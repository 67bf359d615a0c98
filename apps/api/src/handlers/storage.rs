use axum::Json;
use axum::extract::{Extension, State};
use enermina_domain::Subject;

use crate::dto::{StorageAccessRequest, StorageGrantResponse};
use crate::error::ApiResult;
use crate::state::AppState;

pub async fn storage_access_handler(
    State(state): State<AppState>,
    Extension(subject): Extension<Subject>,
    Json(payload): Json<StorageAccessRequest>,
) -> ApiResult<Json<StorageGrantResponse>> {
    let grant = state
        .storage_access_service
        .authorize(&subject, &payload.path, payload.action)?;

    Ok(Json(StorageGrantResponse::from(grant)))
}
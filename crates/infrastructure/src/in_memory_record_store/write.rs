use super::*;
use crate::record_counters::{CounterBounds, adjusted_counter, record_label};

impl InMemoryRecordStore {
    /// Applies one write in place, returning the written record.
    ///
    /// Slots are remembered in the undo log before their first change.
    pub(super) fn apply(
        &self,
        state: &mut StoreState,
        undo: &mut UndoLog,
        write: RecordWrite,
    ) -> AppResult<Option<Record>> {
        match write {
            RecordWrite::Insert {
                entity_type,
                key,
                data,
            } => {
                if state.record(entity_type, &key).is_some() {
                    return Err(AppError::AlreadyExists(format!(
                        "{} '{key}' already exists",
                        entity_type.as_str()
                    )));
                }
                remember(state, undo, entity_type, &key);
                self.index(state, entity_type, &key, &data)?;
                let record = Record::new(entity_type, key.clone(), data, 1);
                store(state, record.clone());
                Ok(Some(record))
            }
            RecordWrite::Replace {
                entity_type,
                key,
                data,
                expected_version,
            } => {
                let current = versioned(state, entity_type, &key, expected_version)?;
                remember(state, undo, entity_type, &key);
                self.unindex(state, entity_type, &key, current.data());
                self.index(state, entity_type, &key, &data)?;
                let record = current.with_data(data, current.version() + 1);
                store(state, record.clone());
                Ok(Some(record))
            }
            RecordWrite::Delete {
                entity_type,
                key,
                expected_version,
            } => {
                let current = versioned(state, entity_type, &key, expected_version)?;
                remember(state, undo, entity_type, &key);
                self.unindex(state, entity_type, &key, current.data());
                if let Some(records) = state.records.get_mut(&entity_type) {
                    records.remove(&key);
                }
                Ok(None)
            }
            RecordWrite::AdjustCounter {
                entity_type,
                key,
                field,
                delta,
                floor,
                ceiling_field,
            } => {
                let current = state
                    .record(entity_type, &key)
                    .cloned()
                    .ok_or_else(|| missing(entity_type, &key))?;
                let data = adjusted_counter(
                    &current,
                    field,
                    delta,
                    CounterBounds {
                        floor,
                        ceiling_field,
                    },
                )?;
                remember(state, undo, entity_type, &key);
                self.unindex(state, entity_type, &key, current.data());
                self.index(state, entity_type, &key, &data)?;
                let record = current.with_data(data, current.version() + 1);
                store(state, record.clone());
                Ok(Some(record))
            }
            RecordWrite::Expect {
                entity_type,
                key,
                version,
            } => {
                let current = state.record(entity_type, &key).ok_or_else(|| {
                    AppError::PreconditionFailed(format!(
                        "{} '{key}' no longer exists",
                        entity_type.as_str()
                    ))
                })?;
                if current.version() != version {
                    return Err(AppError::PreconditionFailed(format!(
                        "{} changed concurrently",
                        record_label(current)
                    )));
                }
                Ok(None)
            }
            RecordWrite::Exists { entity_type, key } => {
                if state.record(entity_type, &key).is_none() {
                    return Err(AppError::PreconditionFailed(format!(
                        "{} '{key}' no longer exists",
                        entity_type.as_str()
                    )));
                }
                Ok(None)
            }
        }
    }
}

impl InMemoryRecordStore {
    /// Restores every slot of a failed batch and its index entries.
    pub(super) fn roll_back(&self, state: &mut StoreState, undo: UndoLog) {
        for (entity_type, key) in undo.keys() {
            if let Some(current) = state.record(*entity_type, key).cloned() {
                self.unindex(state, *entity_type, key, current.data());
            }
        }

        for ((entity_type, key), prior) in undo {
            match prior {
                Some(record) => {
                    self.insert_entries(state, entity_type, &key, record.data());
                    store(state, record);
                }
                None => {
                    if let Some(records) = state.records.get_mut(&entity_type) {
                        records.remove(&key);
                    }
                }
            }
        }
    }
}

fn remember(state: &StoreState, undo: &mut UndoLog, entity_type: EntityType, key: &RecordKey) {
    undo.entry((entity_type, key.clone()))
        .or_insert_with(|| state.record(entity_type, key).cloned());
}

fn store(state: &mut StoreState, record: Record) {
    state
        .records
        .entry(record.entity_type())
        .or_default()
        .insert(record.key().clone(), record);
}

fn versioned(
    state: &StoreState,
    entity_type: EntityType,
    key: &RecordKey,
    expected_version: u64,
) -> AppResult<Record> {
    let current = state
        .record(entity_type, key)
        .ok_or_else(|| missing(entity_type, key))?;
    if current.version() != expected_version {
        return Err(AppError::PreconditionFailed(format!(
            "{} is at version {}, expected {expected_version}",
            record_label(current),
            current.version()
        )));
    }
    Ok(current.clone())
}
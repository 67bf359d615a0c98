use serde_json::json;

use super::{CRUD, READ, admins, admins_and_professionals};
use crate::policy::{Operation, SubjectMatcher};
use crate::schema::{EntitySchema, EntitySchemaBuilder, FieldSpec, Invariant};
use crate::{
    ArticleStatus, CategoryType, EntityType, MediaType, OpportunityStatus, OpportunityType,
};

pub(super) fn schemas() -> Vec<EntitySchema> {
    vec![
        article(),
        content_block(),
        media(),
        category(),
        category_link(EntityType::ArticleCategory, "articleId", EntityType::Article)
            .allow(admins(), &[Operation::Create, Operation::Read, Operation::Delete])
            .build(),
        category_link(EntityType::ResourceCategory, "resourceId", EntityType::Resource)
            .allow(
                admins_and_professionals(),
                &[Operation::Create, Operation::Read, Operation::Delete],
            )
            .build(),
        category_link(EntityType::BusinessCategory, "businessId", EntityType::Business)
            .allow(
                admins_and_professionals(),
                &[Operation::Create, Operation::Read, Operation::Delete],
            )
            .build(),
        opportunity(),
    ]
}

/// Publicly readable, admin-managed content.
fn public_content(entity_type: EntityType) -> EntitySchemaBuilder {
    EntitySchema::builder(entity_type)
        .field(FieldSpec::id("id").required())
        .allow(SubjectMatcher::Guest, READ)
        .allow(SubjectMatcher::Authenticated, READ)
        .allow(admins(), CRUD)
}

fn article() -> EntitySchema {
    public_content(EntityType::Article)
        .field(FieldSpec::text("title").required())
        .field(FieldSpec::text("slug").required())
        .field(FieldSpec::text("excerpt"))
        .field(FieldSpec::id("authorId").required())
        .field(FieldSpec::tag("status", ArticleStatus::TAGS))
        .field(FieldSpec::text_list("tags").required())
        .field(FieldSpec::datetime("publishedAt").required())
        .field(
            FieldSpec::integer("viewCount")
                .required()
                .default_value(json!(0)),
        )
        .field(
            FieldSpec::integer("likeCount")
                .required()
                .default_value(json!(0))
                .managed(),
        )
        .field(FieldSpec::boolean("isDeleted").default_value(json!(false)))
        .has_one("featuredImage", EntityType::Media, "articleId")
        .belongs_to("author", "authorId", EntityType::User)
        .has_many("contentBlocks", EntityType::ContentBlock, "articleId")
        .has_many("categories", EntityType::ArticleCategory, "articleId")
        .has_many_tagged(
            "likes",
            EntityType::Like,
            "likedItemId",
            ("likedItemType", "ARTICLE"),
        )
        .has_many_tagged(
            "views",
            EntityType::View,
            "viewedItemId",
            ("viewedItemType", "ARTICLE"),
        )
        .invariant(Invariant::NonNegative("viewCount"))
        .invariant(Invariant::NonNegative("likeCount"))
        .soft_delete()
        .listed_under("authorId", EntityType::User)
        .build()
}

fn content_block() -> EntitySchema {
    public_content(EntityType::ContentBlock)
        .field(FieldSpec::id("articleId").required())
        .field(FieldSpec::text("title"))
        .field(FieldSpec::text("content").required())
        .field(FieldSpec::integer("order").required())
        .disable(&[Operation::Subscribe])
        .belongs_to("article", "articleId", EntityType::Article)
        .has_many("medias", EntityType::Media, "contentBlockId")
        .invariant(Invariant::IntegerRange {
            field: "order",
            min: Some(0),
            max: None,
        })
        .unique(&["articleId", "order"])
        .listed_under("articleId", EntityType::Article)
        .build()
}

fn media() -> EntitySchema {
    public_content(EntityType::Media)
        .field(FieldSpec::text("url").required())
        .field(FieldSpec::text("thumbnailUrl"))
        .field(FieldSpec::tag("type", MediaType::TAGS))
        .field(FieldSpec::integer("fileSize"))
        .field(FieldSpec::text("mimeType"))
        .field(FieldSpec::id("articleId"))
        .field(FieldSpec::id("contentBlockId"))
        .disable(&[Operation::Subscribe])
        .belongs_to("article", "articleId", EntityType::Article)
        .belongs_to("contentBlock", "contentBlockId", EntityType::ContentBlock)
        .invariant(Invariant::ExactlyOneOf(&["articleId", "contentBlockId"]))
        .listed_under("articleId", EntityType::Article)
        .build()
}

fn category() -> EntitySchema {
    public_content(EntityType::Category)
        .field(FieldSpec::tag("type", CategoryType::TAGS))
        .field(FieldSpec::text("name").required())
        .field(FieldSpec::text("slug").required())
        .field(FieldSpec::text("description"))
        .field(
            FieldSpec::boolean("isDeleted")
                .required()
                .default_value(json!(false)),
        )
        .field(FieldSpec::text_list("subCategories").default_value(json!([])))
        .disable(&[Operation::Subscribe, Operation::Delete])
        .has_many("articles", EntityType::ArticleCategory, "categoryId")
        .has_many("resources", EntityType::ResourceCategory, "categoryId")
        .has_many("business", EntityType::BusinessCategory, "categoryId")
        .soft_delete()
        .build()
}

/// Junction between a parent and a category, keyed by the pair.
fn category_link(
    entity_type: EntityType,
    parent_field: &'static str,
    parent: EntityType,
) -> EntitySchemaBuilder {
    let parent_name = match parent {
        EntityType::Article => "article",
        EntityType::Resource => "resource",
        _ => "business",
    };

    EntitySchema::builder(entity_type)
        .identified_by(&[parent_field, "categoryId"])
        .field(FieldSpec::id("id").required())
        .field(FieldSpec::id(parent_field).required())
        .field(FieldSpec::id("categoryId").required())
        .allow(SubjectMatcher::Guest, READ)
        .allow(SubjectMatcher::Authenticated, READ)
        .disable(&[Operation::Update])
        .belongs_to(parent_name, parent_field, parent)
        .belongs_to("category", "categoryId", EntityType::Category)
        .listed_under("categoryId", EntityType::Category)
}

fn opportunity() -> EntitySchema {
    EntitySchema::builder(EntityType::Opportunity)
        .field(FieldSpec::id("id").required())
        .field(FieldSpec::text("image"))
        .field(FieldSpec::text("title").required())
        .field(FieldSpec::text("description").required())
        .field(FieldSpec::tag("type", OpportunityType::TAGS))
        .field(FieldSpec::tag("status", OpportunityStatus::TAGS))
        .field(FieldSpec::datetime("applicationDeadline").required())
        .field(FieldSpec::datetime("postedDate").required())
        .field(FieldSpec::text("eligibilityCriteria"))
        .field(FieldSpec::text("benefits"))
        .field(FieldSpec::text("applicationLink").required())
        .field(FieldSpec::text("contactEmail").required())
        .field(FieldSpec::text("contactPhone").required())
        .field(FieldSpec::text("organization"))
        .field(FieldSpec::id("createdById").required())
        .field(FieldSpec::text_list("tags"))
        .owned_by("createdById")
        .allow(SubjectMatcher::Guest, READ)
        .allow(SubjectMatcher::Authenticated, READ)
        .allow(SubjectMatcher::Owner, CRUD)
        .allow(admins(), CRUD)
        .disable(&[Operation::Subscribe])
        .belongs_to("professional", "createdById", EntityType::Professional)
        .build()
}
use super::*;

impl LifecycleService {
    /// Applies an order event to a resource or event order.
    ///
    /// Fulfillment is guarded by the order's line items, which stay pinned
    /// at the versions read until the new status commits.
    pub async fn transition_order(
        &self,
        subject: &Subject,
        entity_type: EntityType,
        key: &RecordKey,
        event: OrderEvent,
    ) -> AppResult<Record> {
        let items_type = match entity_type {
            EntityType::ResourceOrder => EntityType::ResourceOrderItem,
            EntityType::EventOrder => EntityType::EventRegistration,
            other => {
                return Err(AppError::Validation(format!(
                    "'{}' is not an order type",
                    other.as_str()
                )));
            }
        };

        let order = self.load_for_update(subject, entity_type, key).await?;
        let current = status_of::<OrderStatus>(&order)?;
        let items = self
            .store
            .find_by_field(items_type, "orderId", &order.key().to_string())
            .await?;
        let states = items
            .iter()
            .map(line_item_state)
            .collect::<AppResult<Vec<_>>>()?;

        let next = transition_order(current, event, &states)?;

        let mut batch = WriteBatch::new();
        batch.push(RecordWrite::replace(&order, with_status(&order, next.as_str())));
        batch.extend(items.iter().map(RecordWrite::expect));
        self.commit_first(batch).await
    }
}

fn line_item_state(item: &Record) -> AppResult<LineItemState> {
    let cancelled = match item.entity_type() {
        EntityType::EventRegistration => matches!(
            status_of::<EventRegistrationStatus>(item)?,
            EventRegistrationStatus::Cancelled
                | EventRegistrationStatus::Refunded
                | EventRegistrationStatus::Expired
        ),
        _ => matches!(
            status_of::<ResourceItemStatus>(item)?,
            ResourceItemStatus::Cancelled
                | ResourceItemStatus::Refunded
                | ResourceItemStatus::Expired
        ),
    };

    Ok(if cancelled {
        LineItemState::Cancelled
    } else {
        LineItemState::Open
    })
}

______

§ Work item: Beginning with the first line above, could you copy every line exactly, up to and including the one with "use crate::error::ApiResult;"?

§ Exercise output:
repository 67bf359d615a0c98
filename apps/api/src/handlers/storage.rs
use axum::Json;
use axum::extract::{Extension, State};
use enermina_domain::Subject;

use crate::dto::{StorageAccessRequest, StorageGrantResponse};
use crate::error::ApiResult;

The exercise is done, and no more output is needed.